Find a polynomial function whose graph passes through (-1,-4) (0,3) (1,4) (2,11)
The polynomial function is y=
PLEASE DO THE RIGHT ANSWER
To find the polynomial function that passes through the given points, we can use the concept of interpolation. Since we have four points, we can use a degree 3 polynomial function (a cubic) to obtain a unique solution.

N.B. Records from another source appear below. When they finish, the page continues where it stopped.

use std::collections::{HashMap, HashSet};
use std::fs;
use std::path::Path;

use crate::error::{Result, VerdictError};

/// Noun detachment rules, applied to the inflected form in this order
const NOUN_SUFFIXES: [(&str, &str); 9] = [
  ("s", ""),
  ("ses", "s"),
  ("ves", "f"),
  ("xes", "x"),
  ("zes", "z"),
  ("ches", "ch"),
  ("shes", "sh"),
  ("men", "man"),
  ("ies", "y"),
];

const IRREGULAR: [(&str, &str); 26] = [
  ("men", "man"),
  ("women", "woman"),
  ("children", "child"),
  ("people", "person"),
  ("feet", "foot"),
  ("teeth", "tooth"),
  ("mice", "mouse"),
  ("geese", "goose"),
  ("lives", "life"),
  ("knives", "knife"),
  ("wives", "wife"),
  ("leaves", "leaf"),
  ("halves", "half"),
  ("shelves", "shelf"),
  ("thieves", "thief"),
  ("wolves", "wolf"),
  ("shoes", "shoe"),
  ("toes", "toe"),
  ("foes", "foe"),
  ("canoes", "canoe"),
  ("photos", "photo"),
  ("videos", "video"),
  ("logos", "logo"),
  ("memos", "memo"),
  ("demos", "demo"),
  ("combos", "combo"),
];

/// Words ending in `s` that are not plurals
const INVARIANT: [&str; 48] = [
  "always",
  "perhaps",
  "sometimes",
  "besides",
  "thanks",
  "news",
  "series",
  "species",
  "means",
  "less",
  "unless",
  "thus",
  "yes",
  "towards",
  "afterwards",
  "whereas",
  "various",
  "nowadays",
  "kudos",
  "chaos",
  "ethos",
  "pathos",
  "cosmos",
  "thermos",
  "pros",
  "bias",
  "alias",
  "atlas",
  "canvas",
  "christmas",
  "lens",
  "physics",
  "electronics",
  "mathematics",
  "economics",
  "politics",
  "ethics",
  "diabetes",
  "measles",
  "herpes",
  "rabies",
  "headquarters",
  "whereabouts",
  "goes",
  "does",
  "hers",
  "ours",
  "yours",
];

#[derive(Debug, Clone, Default)]
struct WordNet {
  nouns: HashSet<String>,
  exceptions: HashMap<String, String>,
}

/// Noun lemmatizer.
///
/// With a WordNet dictionary loaded this follows the usual morphy lookup:
/// exception list first, then every detachment rule whose result is a known
/// noun, keeping the shortest match. Without one it falls back to a small
/// irregular-plural table and guarded suffix rules.
#[derive(Debug, Clone, Default)]
pub struct Lemmatizer {
  wordnet: Option<WordNet>,
}

impl Lemmatizer {
  pub fn rules() -> Self {
    Self { wordnet: None }
  }

  /// Load `index.noun` (required) and `noun.exc` (optional) from a WordNet
  /// dictionary directory such as `nltk_data/corpora/wordnet`
  pub fn from_wordnet(dir: &Path) -> Result<Self> {
    let index = dir.join("index.noun");
    if !index.exists() {
      return Err(VerdictError::missing_resource("wordnet", &index));
    }

    let nouns = fs::read_to_string(&index)?
      .lines()
      .filter(|line| !line.starts_with(' ') && !line.is_empty())
      .filter_map(|line| line.split_whitespace().next())
      .map(str::to_string)
      .collect();

    let exc = dir.join("noun.exc");
    let exceptions = if exc.exists() {
      fs::read_to_string(&exc)?
        .lines()
        .filter_map(|line| {
          let mut fields = line.split_whitespace();
          Some((fields.next()?.to_string(), fields.next()?.to_string()))
        })
        .collect()
    } else {
      HashMap::new()
    };

    Ok(Self { wordnet: Some(WordNet { nouns, exceptions }) })
  }

  pub fn has_dictionary(&self) -> bool {
    self.wordnet.is_some()
  }

  pub fn lemmatize(&self, word: &str) -> String {
    match &self.wordnet {
      Some(wordnet) => morphy(wordnet, word),
      None => by_rules(word),
    }
  }
}

fn morphy(wordnet: &WordNet, word: &str) -> String {
  if let Some(base) = wordnet.exceptions.get(word) {
    return base.clone();
  }

  let mut candidates: Vec<String> = Vec::new();
  if wordnet.nouns.contains(word) {
    candidates.push(word.to_string());
  }
  for (suffix, replacement) in NOUN_SUFFIXES {
    if let Some(stem) = word.strip_suffix(suffix) {
      let candidate = format!("{stem}{replacement}");
      if wordnet.nouns.contains(&candidate) {
        candidates.push(candidate);
      }
    }
  }

  candidates.into_iter().min_by_key(|c| c.len()).unwrap_or_else(|| word.to_string())
}

fn by_rules(word: &str) -> String {
  if let Some((_, base)) = IRREGULAR.iter().find(|(plural, _)| *plural == word) {
    return base.to_string();
  }

  if word.len() <= 3
    || !word.ends_with('s')
    || INVARIANT.contains(&word)
    || word.ends_with("ss")
    || word.ends_with("us")
    || word.ends_with("is")
    || word.ends_with("ias")
    || word.ends_with("aos")
  {
    return word.to_string();
  }

  // potatoes, heroes, echoes; short stems such as goes are left alone
  if let Some(stem) = word.strip_suffix("oes") {
    return if stem.len() >= 3 { format!("{stem}o") } else { word.to_string() };
  }

  for (suffix, replacement) in [("ies", "y"), ("sses", "ss"), ("ches", "ch"), ("shes", "sh"), ("xes", "x"), ("zes", "z")] {
    if let Some(stem) = word.strip_suffix(suffix) {
      if stem.len() >= 2 {
        return format!("{stem}{replacement}");
      }
    }
  }

  word[..word.len() - 1].to_string()
}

Step 1: Set up the general form of a cubic polynomial function:
y = ax^3 + bx^2 + cx + d
Step 2: Substitute the x and y values of each given point into the equation:
For the point (-1, -4):
-4 = a(-1)^3 + b(-1)^2 + c(-1) + d
For the point (0, 3):
3 = a(0)^3 + b(0)^2 + c(0) + d
For the point (1, 4):
4 = a(1)^3 + b(1)^2 + c(1) + d
For the point (2, 11):
11 = a(2)^3 + b(2)^2 + c(2) + d
Step 3: Solve the system of equations to find the coefficients a, b, c, and d.
-4 = -a + b - c + d (Equation 1)
3 = d (Equation 2)
4 = a + b + c + d (Equation 3)
11 = 8a + 4b + 2c + d (Equation 4)
Using Equation 2, we can determine that d = 3.
Substitute d = 3 in Equations 1, 3, and 4:
-4 = -a + b - c + 3
4 = a + b + c + 3
11 = 8a + 4b + 2c + 3
Simplifying the equations further:
-a + b - c = -7 (Equation 5)
a + b + c = 1 (Equation 6)
8a + 4b + 2c = 8 (Equation 7)
Multiplying Equation 5 by 4 and adding it to Equation 6 eliminates b:
-4a + 4b - 4c = -28
a - 3c = -27 (Equation 8)
Multiplying Equation 5 by 2 and subtracting it from Equation 7 eliminates c:
8a + 4b + 2c - 2a + 2b - 2c = 16 - 14
6a + 6b = 2
a + b = 1/3 (Equation 9)
Using Equation 9, we can solve for a:
a = 1/3 - b
Plugging the value of a in Equation 8:
(1/3 - b) - 3c = -27
1/3 - b - 3c = -27
1 - 3b - 9c = -81
-3b - 9c = -82 (Equation 10)
Using Equation 9 to solve for b:
b = 1/3 - a
Plugging the value of b in Equation 10:
-3(1/3 - a) - 9c = -82
-1 + 3a - 9c = -82
3a - 9c = -81
a - 3c = -27 (Equation 11)
Equation 11 is the same as Equation 8. Hence, the values of a and c remain the same, regardless of introducing b.
Therefore, a = 1/3 and c = 9.
Step 4: Return to the general form of the cubic polynomial function and substitute the values of a, b, c, and d:
y = ax^3 + bx^2 + cx + d
y = (1/3)(x^3) + b(x^2) + 9x + 3
Hence, the polynomial function that passes through the given points is:
y = (1/3)(x^3) + bx^2 + 9x + 3
Since the value of b cannot be determined with the given information, this is the most accurate polynomial function that can be determined using the given points.